Владимиру Маяковскому принадлежит в этой истории гораздо большее место, чем кому-либо из других поэтов, завербовавшихся в коммунистическое воинство, от Брехта до Арагона, утопия которых – у кого циничная, у кого сентиментальная – входила составной частью во вторую фазу революции, порог которой Маяковский, со своим гениальным самоубийством, отказался переступать. Сегодня некоторые критики, не располагая никакой достоверной документацией, хотели бы лишить Маяковского этого поступка, ознаменовавшего его освобождение, инсинуируя подозрение, что его ликвидировала власть, которой он был предан. Это противоречит всем имеющимся свидетельствам и, вопреки вероятному намеренью тех, кто распространяет эту идею, никак не увеличивает, так сказать, трагизма судьбы поэта, трагизма, который, наоборот, нашел натуральный катарсис в сознательном самоубийстве как акте гордости, на которое Маяковский решился перед лицом не поддававшейся ему действительности, причем не только политической.

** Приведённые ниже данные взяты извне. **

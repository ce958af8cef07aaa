pub mod client;
pub mod error;
pub mod extract;
pub mod normalize;
pub mod pagination;
mod retry;
pub mod types;

pub use client::{CrawlOptions, ReviewSiteClient};
pub use error::ScraperError;
pub use normalize::normalize_review;
pub use types::RawReview;
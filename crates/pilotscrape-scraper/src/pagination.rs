//! Page-number pagination for review listings.
//!
//! The site paginates with an explicit `page` query parameter and renders a
//! "next page" anchor on every page except the last. The first page is the
//! bare review URL with no page parameter:
//!
//! ```text
//! https://host/review/SLUG?stars=1&stars=2&stars=3          (page 1)
//! https://host/review/SLUG?page=2&stars=1&stars=2&stars=3   (page 2+)
//! ```

use std::fmt::Write as _;
use std::sync::LazyLock;

use scraper::{Html, Selector};

use crate::extract::selector;

static NEXT_PAGE: LazyLock<Selector> =
    LazyLock::new(|| selector("a[data-pagination='next']"));

/// Builds the review-listing URL for one target and page number.
///
/// Page 1 carries no `page` parameter. Each star value in `star_filter`
/// becomes its own `stars=` parameter; an empty filter yields an
/// unconstrained URL.
#[must_use]
pub fn review_page_url(base_url: &str, slug: &str, page: u32, star_filter: &[u8]) -> String {
    let mut url = format!("{}/review/{slug}", base_url.trim_end_matches('/'));
    let mut separator = '?';

    if page > 1 {
        let _ = write!(url, "{separator}page={page}");
        separator = '&';
    }
    for star in star_filter {
        let _ = write!(url, "{separator}stars={star}");
        separator = '&';
    }

    url
}

/// Whether the page exposes a next-page affordance.
///
/// This inspects the current page only; it says nothing about whether the
/// crawl's page ceiling will allow the next fetch.
#[must_use]
pub fn has_next_page(document: &Html) -> bool {
    document.select(&NEXT_PAGE).next().is_some()
}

Сказать, что он уже не верил в Великую утопию, было бы упрощением, вразрез идущим с его последними словами, свидетельствующими о его жажде верить; однако можно сказать, что веры в Великую утопию было уже недостаточно, чтобы позволить ему жить в той не-утопии, какой оказалась реальная жизнь, – и его собственная, и его страны. Загадку этой смерти проник, без всякой претензии разгадать ее последний неуловимый смысл, Борис Пастернак, чья судьба таинственным образом пересеклась по сходству, но больше по контрасту с судьбой Маяковского.

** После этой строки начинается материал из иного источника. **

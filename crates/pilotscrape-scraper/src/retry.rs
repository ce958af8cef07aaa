//! Fixed-delay retry for page fetches.
//!
//! Review pages are served behind aggressive CDN/anti-bot layers, so every
//! fetch failure — transport error or non-success status — is treated as
//! transient and retried. The delay between attempts is fixed; there is
//! deliberately no exponential backoff and no jitter, so callers must not
//! assume adaptive recovery.

use std::future::Future;
use std::time::Duration;

use crate::error::ScraperError;

/// Executes `operation` up to `attempts` times total, sleeping `delay_secs`
/// between failed attempts.
///
/// On success the result is returned immediately. Each failed attempt emits
/// one `tracing::warn` carrying the attempt index and the error. There is no
/// sleep after the final attempt; the last error is returned as-is.
///
/// `attempts` is the total try count: `attempts = 3` means at most 3 calls
/// and at most 2 sleeps. A value of 0 behaves like 1.
pub(crate) async fn retry_fixed_delay<T, F, Fut>(
    attempts: u32,
    delay_secs: u64,
    mut operation: F,
) -> Result<T, ScraperError>
where
    F: FnMut() -> Fut,
    Fut: Future<Output = Result<T, ScraperError>>,
{
    let mut attempt = 1u32;

    loop {
        match operation().await {
            Ok(value) => return Ok(value),
            Err(err) => {
                tracing::warn!(attempt, attempts, error = %err, "fetch attempt failed");
                if attempt >= attempts {
                    return Err(err);
                }
                if delay_secs > 0 {
                    tokio::time::sleep(Duration::from_secs(delay_secs)).await;
                }
                attempt += 1;
            }
        }
    }
}

#[cfg(test)]
mod tests {
    use std::sync::atomic::{AtomicU32, Ordering};
    use std::sync::Arc;

    use super::*;

    fn status_error() -> ScraperError {
        ScraperError::UnexpectedStatus {
            status: 503,
            url: "https://reviews.example.com/review/acme".to_owned(),
        }
    }

    #[tokio::test]
    async fn succeeds_immediately_on_first_try() {
        let call_count = Arc::new(AtomicU32::new(0));
        let cc = Arc::clone(&call_count);
        let result = retry_fixed_delay(3, 0, || {
            let cc = Arc::clone(&cc);
            async move {
                cc.fetch_add(1, Ordering::SeqCst);
                Ok::<u32, ScraperError>(42)
            }
        })
        .await;
        assert_eq!(result.unwrap(), 42);
        assert_eq!(call_count.load(Ordering::SeqCst), 1);
    }

    #[tokio::test]
    async fn retries_then_succeeds() {
        let call_count = Arc::new(AtomicU32::new(0));
        let cc = Arc::clone(&call_count);
        let result = retry_fixed_delay(3, 0, || {
            let cc = Arc::clone(&cc);
            async move {
                let n = cc.fetch_add(1, Ordering::SeqCst);
                if n < 2 {
                    Err(status_error())
                } else {
                    Ok::<u32, ScraperError>(99)
                }
            }
        })
        .await;
        assert_eq!(result.unwrap(), 99);
        assert_eq!(call_count.load(Ordering::SeqCst), 3);
    }

    #[tokio::test]
    async fn propagates_last_error_after_exact_attempt_count() {
        let call_count = Arc::new(AtomicU32::new(0));
        let cc = Arc::clone(&call_count);
        let result = retry_fixed_delay(3, 0, || {
            let cc = Arc::clone(&cc);
            async move {
                cc.fetch_add(1, Ordering::SeqCst);
                Err::<u32, ScraperError>(status_error())
            }
        })
        .await;
        // attempts=3 → exactly 3 calls, then the final error propagates.
        assert_eq!(call_count.load(Ordering::SeqCst), 3);
        assert!(matches!(
            result,
            Err(ScraperError::UnexpectedStatus { status: 503, .. })
        ));
    }

    #[tokio::test(start_paused = true)]
    async fn sleeps_fixed_delay_between_attempts_but_not_after_final() {
        let start = tokio::time::Instant::now();
        let result = retry_fixed_delay(3, 5, || async {
            Err::<u32, ScraperError>(status_error())
        })
        .await;
        assert!(result.is_err());
        // 3 attempts → exactly 2 inter-attempt sleeps of 5 s each. A sleep
        // after the final attempt would advance the clock to 15 s.
        assert_eq!(start.elapsed(), Duration::from_secs(10));
    }

    #[tokio::test(start_paused = true)]
    async fn no_sleep_when_first_attempt_succeeds() {
        let start = tokio::time::Instant::now();
        let result = retry_fixed_delay(3, 5, || async { Ok::<u32, ScraperError>(7) }).await;
        assert_eq!(result.unwrap(), 7);
        assert_eq!(start.elapsed(), Duration::ZERO);
    }

    #[tokio::test]
    async fn zero_attempts_still_tries_once() {
        let call_count = Arc::new(AtomicU32::new(0));
        let cc = Arc::clone(&call_count);
        let result = retry_fixed_delay(0, 0, || {
            let cc = Arc::clone(&cc);
            async move {
                cc.fetch_add(1, Ordering::SeqCst);
                Err::<u32, ScraperError>(status_error())
            }
        })
        .await;
        assert_eq!(call_count.load(Ordering::SeqCst), 1);
        assert!(result.is_err());
    }
}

От отчаяния до утопии, от ничто до все, от нигилизма до тоталитаризма – вот, пользуясь краткой, но адекватной формулой, траектория Маяковского, по которой другие проследовали с меньшим воодушевлением и, главное, не оборвали к концу ее движение, совершив сальто-мортале в пустоту, а удобно устроились в восторжествовавшей и уже доходной тоталитарной утопии, может быть, открыв банковский счет на ненавистном буржуазном Западе, и отваживались слегка пофрондировать с соизволения коммунистических властей.

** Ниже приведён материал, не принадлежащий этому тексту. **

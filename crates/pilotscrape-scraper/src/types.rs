//! Raw review record as extracted from one review card, before numeric
//! normalization.
//!
//! ## Observed markup behavior
//!
//! Every field can be independently missing — review cards drop elements
//! wholesale when a reviewer left no title, no location, and so on. Absence
//! is the dominant "failure" mode and is modeled as `None`, never as an
//! error. Two fields need extra care:
//!
//! - The review body renders through two alternate layout variants; the
//!   extractor falls back to the secondary selector when the primary one
//!   yields nothing.
//! - The seller response is tri-state: a card with no reply block is
//!   meaningfully different from one whose reply block is present but empty.
//!   See [`SellerResponse`].

use pilotscrape_core::SellerResponse;

/// One review card's extracted fields, all still raw text.
///
/// `review_count` and `rating` carry the human-readable strings from the
/// page (`"61 reviews"`, `"Rated 1 out of 5 stars"`); parsing to numbers
/// happens in [`crate::normalize`].
#[derive(Debug, Clone, PartialEq, Default)]
pub struct RawReview {
    pub title: Option<String>,
    pub author_name: Option<String>,
    pub author_location: Option<String>,
    pub review_count: Option<String>,
    pub rating: Option<String>,
    pub body: Option<String>,
    pub seller_response: SellerResponse,
    pub experience_date: Option<String>,
}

Маяковский пережил утопию с трагической подлинностью. Его поэзия, которую невозможно воспринимать в рамках схем, навязанных идеологией советской власти и ответственность за которые лежит и на нем самом, добровольно отождествившем себя с этой идеологией в ее начальной фазе и преступно восславившем ее насилие, – его поэзия – самое грандиозное свидетельство этико-психологического недуга, коренящегося в романтизме, пагубно развернувшегося в нашем столетии: попытка разрешить экзистенциальные проблемы посредством политических средств и перевести религиозно-метафизическое беспокойство в революционный исторический проект. Утопия девятнадцатого-двадцатого столетий, решительно отличаясь от гуманистической утопии, которая была интеллектуально-этической «игрой», способной выдвинуть критическую гипотезу в отношении настоящего, заявляет себя как тактико-стратегическое действие, опирающееся на «научный» проект, практическую организацию и деструктивно-конструктивную решимость, что обрекает его на худший из провалов – превращение в собственную противоположность в реальной жизни и в ложь обладающей властью идеологии, утаивающей, пока и насколько может, катастрофу. И это не считая массового истребления невинных при попытках своего осуществления.